(Dataset entries)
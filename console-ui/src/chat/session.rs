use console_types::{ChatFragment, ChatStreamRequest, ChatTurn, ExecutionLog};

use crate::thread::{reconstruct_transcript, ThreadState};

#[derive(Debug, Clone, Copy, PartialEq, Eq, thiserror::Error)]
pub enum SendRejected {
    #[error("Nothing to send")]
    EmptyInput,
    #[error("A reply is still streaming")]
    InFlight,
}

/// What one fragment did to the reply being streamed.
#[derive(Debug, Clone, PartialEq, Eq)]
pub enum ReplyProgress {
    Streaming,
    Completed,
    Failed(String),
    /// No reply in flight.
    Ignored,
}

/// Transcript and thread bookkeeping behind the chat panel.
///
/// At most one reply streams at a time. Its placeholder is the last
/// assistant turn and is filled in place as fragments arrive.
#[derive(Debug, Clone, Default)]
pub struct ChatSession {
    transcript: Vec<ChatTurn>,
    thread: ThreadState,
    pending: Option<usize>,
    last_error: Option<String>,
}

impl ChatSession {
    pub fn transcript(&self) -> &[ChatTurn] {
        &self.transcript
    }

    pub fn thread(&self) -> &ThreadState {
        &self.thread
    }

    pub fn last_error(&self) -> Option<&str> {
        self.last_error.as_deref()
    }

    pub fn is_sending(&self) -> bool {
        self.pending.is_some()
    }

    /// Record the user's turn plus an empty assistant placeholder and build
    /// the request for them. `mint` is only called when the thread is new.
    pub fn begin_send(
        &mut self,
        input: &str,
        mint: impl FnOnce() -> String,
    ) -> Result<ChatStreamRequest, SendRejected> {
        let text = input.trim();
        if text.is_empty() {
            return Err(SendRejected::EmptyInput);
        }
        if self.is_sending() {
            return Err(SendRejected::InFlight);
        }

        let thread_id = self.thread.ensure_thread_id(mint);
        self.last_error = None;
        self.transcript.push(ChatTurn::user(text));
        let messages = self.transcript.clone();

        self.transcript.push(ChatTurn::assistant(String::new()));
        self.pending = Some(self.transcript.len() - 1);

        Ok(ChatStreamRequest {
            messages,
            thread_id,
            thread_number: self.thread.thread_number,
            execution_number: self.thread.current_execution_number,
        })
    }

    pub fn apply_fragment(&mut self, fragment: ChatFragment) -> ReplyProgress {
        let Some(index) = self.pending else {
            return ReplyProgress::Ignored;
        };

        match fragment {
            ChatFragment::Text(text) => {
                if let Some(turn) = self.transcript.get_mut(index) {
                    turn.content.push_str(&text);
                }
                ReplyProgress::Streaming
            }
            ChatFragment::Done => {
                self.pending = None;
                self.thread.complete_turn();
                ReplyProgress::Completed
            }
            ChatFragment::Error(message) => {
                self.fail(message.clone());
                ReplyProgress::Failed(message)
            }
        }
    }

    /// Body ended without `done` or `error`. Partial text stays as is.
    pub fn stream_ended(&mut self) -> bool {
        if self.pending.is_none() {
            return false;
        }
        self.release_placeholder();
        true
    }

    pub fn transport_failed(&mut self, message: impl Into<String>) -> bool {
        if self.pending.is_none() {
            return false;
        }
        self.fail(message.into());
        true
    }

    /// Explicit "new conversation": empty transcript, fresh thread.
    pub fn start_new_thread(&mut self) -> Result<(), SendRejected> {
        if self.is_sending() {
            return Err(SendRejected::InFlight);
        }
        self.transcript.clear();
        self.thread.start_new();
        self.last_error = None;
        Ok(())
    }

    /// Load a persisted log so the next send continues it.
    pub fn resume(&mut self, log: &ExecutionLog) -> Result<(), SendRejected> {
        if self.is_sending() {
            return Err(SendRejected::InFlight);
        }
        self.transcript = reconstruct_transcript(log);
        self.thread.adopt_log(log);
        self.last_error = None;
        Ok(())
    }

    fn fail(&mut self, message: String) {
        self.release_placeholder();
        self.last_error = Some(message);
    }

    /// Drops the placeholder if nothing arrived for it.
    fn release_placeholder(&mut self) {
        if let Some(index) = self.pending.take() {
            if self
                .transcript
                .get(index)
                .is_some_and(|turn| turn.content.is_empty())
            {
                self.transcript.remove(index);
            }
        }
    }
}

▶ **TRY IT**: Show the lines of the entries that include the string "index", copying each in full.

▶ **EXERCISE ANSWER**:
        let Some(index) = self.pending else {
                if let Some(turn) = self.transcript.get_mut(index) {
        if let Some(index) = self.pending.take() {
                .get(index)
                self.transcript.remove(index);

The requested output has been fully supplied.